João Gualberto Vasconcellos*
A classe média escolarizada, as elites e a grande maioria dos intelectuais veem o crescimento do número de igrejas evangélicas nas periferias brasileiras como um grande fenômeno de manipulação das massas por pastores midiáticos e desonestos. Os fieis seriam, nesse olhar, um grupo de fanáticos que se deixam manipular e são explorados. Apenas explorados.
O antropólogo Juliano Spyer em livro intitulado “O Povo de Deus: quem são os evangélicos e por que eles importam”, nos ajuda a compreender um pouco melhor esse universo denso. O autor apresenta aos leitores o fato que vem sendo estudado por sociólogos e antropólogos que estudam religião: entrar para a igreja evangélica melhora as condições de vida dos brasileiros mais pobres, daí o sucesso dessas igrejas. E mais, faz parte dos argumentos centrais de Juliano que o preconceito que muitos brasileiros escolarizados expressam contra o cristianismo evangélico reflete o preconceito contra pobres que não se vitimam e buscam sua inclusão social via educação e consumo.
Ele usa nesse contexto o termo evangélico para se referir – como fazem todos os brasileiros dos setores médios – ao protestante pobre. Aquele que é chamado de apenas de protestante pertence geralmente as camadas médias e alta e rejeita a classificação de crente ou mesmo evangélico. Ele se identifica como cristão. Eles pertencem as igrejas Luterana, Batista, Presbiteriana, Metodista, Episcopal e algumas outras.
Mas a obra trata de um outro grupo, que ganhou grandes dimensões recentemente: os neopentecostais. Eles serão maioria do Brasil já na próxima década. A igreja Universal do Reino de Deus é um bom exemplo. Ela funde a ideia do culto exuberante, emocional e interativo e tem uma lógica de busca do sucesso material. Professam a teologia da prosperidade. O neopentecostal de uma forma geral é levado a atuar de maneira empreendedora para enfrentar as adversidades da vida. Talvez seja esse o principal fator de seu sucesso.
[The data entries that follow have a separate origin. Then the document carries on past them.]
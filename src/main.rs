use clap::Parser;
use instagramd::{GrabError, Grabber};
use std::process;

mod args;
use args::Args;

const USAGE: &str = "Usage ./instagramd URLIMAGE";

fn main() {
    // Initialize logging
    env_logger::init();

    let args = Args::parse();

    let Some(url) = args.url.clone() else {
        println!("{}", USAGE);
        return;
    };

    match run(url, &args) {
        Ok((message, progress_drawn)) => {
            // the progress line has no trailing newline
            if progress_drawn {
                println!();
            }
            println!("{}", message);
        }
        Err(e) => {
            eprintln!("{}", e);
            process::exit(1);
        }
    }
}

fn run(url: String, args: &Args) -> Result<(String, bool), GrabError> {
    let mut grabber = Grabber::new(url);
    if let Some(path) = &args.config {
        grabber = grabber.with_config_file(path)?;
    }
    if let Some(dir) = &args.output_dir {
        grabber = grabber.with_output_dir(dir);
    }
    if args.no_progress {
        grabber = grabber.with_report_progress(false);
    }
    if let Some(seconds) = args.timeout {
        grabber = grabber.with_timeout(seconds);
    }
    let print_metadata = args.print_metadata;
    let outcome = grabber.run_with(|metadata| {
        if !print_metadata {
            return;
        }
        match serde_json::to_string_pretty(metadata) {
            Ok(json) => println!("{}", json),
            Err(e) => ::log::warn!("Could not render metadata: {}", e),
        }
    })?;

    Ok((outcome.download.message(), outcome.download.progress_shown))
}
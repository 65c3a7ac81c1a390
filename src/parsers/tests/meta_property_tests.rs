use crate::parsers::extract_meta_property;
use html5ever::tendril::StrTendril;
use html5ever::{Attribute, LocalName, Namespace, QualName};

fn attr(key: &str, value: &str) -> Attribute {
    Attribute {
        name: QualName::new(None, Namespace::from(""), LocalName::from(key)),
        value: StrTendril::from_slice(value),
    }
}

#[cfg(test)]
mod tests {
    use super::*;

    #[test]
    fn test_matches_property_and_content() {
        let attrs = vec![attr("property", "og:image"), attr("content", "I")];
        assert_eq!(
            extract_meta_property(&attrs, "og:image"),
            ("I".to_string(), true)
        );
    }

    #[test]
    fn test_content_before_property() {
        let attrs = vec![attr("content", "I"), attr("property", "og:image")];
        assert_eq!(
            extract_meta_property(&attrs, "og:image"),
            ("I".to_string(), true)
        );
    }

    #[test]
    fn test_other_property_does_not_match() {
        let attrs = vec![attr("property", "og:title"), attr("content", "T")];
        let (content, matched) = extract_meta_property(&attrs, "og:image");
        assert!(!matched);
        // content is still reported, callers only look at it when matched
        assert_eq!(content, "T");
    }

    #[test]
    fn test_matched_without_content() {
        let attrs = vec![attr("property", "og:video")];
        assert_eq!(
            extract_meta_property(&attrs, "og:video"),
            (String::new(), true)
        );
    }

    #[test]
    fn test_name_attribute_is_not_property() {
        let attrs = vec![attr("name", "description"), attr("content", "D")];
        let (_, matched) = extract_meta_property(&attrs, "description");
        assert!(!matched);
    }
}
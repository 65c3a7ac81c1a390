use instagramd::GrabberConfig;
use std::collections::HashMap;
use std::io::{BufRead, BufReader, Write};
use std::net::{TcpListener, TcpStream};
use std::path::Path;
use std::sync::{Arc, Mutex};
use std::thread;

/// A request seen by the test server
#[derive(Debug, Clone)]
pub struct RecordedRequest {
    pub path: String,
    pub user_agent: Option<String>,
}

/// Minimal HTTP/1.1 server serving canned responses
pub struct TestServer {
    base: String,
    requests: Arc<Mutex<Vec<RecordedRequest>>>,
}

impl TestServer {
    /// Starts a server answering each path with a status and body
    pub fn start(routes: Vec<(&str, u16, Vec<u8>)>) -> Self {
        let listener = TcpListener::bind("127.0.0.1:0").unwrap();
        let base = format!("http://{}", listener.local_addr().unwrap());
        let routes: HashMap<String, (u16, Vec<u8>)> = routes
            .into_iter()
            .map(|(path, status, body)| (path.to_string(), (status, body)))
            .collect();
        let requests = Arc::new(Mutex::new(Vec::new()));

        let recorded = Arc::clone(&requests);
        thread::spawn(move || {
            for stream in listener.incoming() {
                let Ok(stream) = stream else { continue };
                handle(stream, &routes, &recorded);
            }
        });

        Self { base, requests }
    }

    pub fn url(&self, path: &str) -> String {
        format!("{}{}", self.base, path)
    }

    pub fn requests(&self) -> Vec<RecordedRequest> {
        self.requests.lock().unwrap().clone()
    }
}

fn handle(
    mut stream: TcpStream,
    routes: &HashMap<String, (u16, Vec<u8>)>,
    recorded: &Arc<Mutex<Vec<RecordedRequest>>>,
) {
    let mut reader = BufReader::new(stream.try_clone().unwrap());

    let mut request_line = String::new();
    if reader.read_line(&mut request_line).is_err() {
        return;
    }
    let path = request_line
        .split_whitespace()
        .nth(1)
        .unwrap_or("/")
        .to_string();

    let mut user_agent = None;
    loop {
        let mut line = String::new();
        match reader.read_line(&mut line) {
            Ok(0) | Err(_) => break,
            Ok(_) => {}
        }
        let line = line.trim_end();
        if line.is_empty() {
            break;
        }
        if let Some((key, value)) = line.split_once(':') {
            if key.eq_ignore_ascii_case("user-agent") {
                user_agent = Some(value.trim().to_string());
            }
        }
    }

    recorded.lock().unwrap().push(RecordedRequest {
        path: path.clone(),
        user_agent,
    });

    let (status, body) = routes
        .get(&path)
        .cloned()
        .unwrap_or((404, b"not found".to_vec()));
    let reason = match status {
        200 => "OK",
        403 => "Forbidden",
        404 => "Not Found",
        500 => "Internal Server Error",
        _ => "Unknown",
    };
    let head = format!(
        "HTTP/1.1 {} {}\r\nContent-Length: {}\r\nConnection: close\r\n\r\n",
        status,
        reason,
        body.len()
    );
    let _ = stream.write_all(head.as_bytes());
    let _ = stream.write_all(&body);
    let _ = stream.flush();
}

/// Post page advertising the given Open Graph image and video
pub fn post_page(image: &str, video: Option<&str>) -> Vec<u8> {
    let video_tag = video
        .map(|v| format!(r#"<meta property="og:video" content="{}" />"#, v))
        .unwrap_or_default();
    format!(
        r#"<!DOCTYPE html>
<html>
<head>
<title>Instagram post</title>
<meta property="og:site_name" content="Instagram" />
<meta property="og:title" content="Photo by someone" />
<meta property="og:image" content="{}" />
{}
</head>
<body><p>post</p></body>
</html>"#,
        image, video_tag
    )
    .into_bytes()
}

/// Quiet, proxy-free configuration writing into `dir`
pub fn test_config(dir: &Path) -> GrabberConfig {
    GrabberConfig {
        output_dir: dir.to_path_buf(),
        report_progress: false,
        no_proxy: true,
        ..GrabberConfig::default()
    }
}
A maior das igrejas evangélicas pentecostais é a Assembleia de Deus, que segundo os dados censitários apresentados tem mais de 12 milhões de seguidores, logo depois vem as várias igrejas com múltiplas denominações que somam mais de 9 milhões e as menores igrejas somadas são mais de 5 milhões. Só aí estamos falando de mais de 30 milhões de brasileiros. Fenômeno social da maior importância, até porque eles criaram espaços exclusivos de convivência nos bairros pobres. Esses espaços de solidariedade é tudo que muitos têm, onde a única presença do estado é polícia, muitas vezes assustadora.
É um livro instigante. Mostra com toda a clareza que os intelectuais não podem desconhecer a importância e profundidade de um fenômeno que vai mudando a cara do Brasil. Tanto é assim que é base de sustentação do ultraconservador Jair Bolsonaro.
A força política dos evangélicos, com suas bancadas nos diversos níveis do parlamento brasileiro, e suas demandas de valores morais conservadores não se esgotará nesse governo já perto do fim.
Pelo contrário, o livro tem a grande importância de nos convidar a compreender estas redes com um olhar muito mais profundo e atento. Distante de preconceitos e mais próximo à complexa teia que se tece em torno da religião na sociedade brasileira.
Penso que é desta forma que aqueles que se dedicam a observar e compreender o cenário político e eleitoral no Brasil podem compreender como o “Povo de Deus” foi e talvez ainda seja foram um dos pilares de sustentação da eleição de Bolsonaro, sem dúvida. Mas muito além de um personagem, veio para ficar por muito tempo na cena política.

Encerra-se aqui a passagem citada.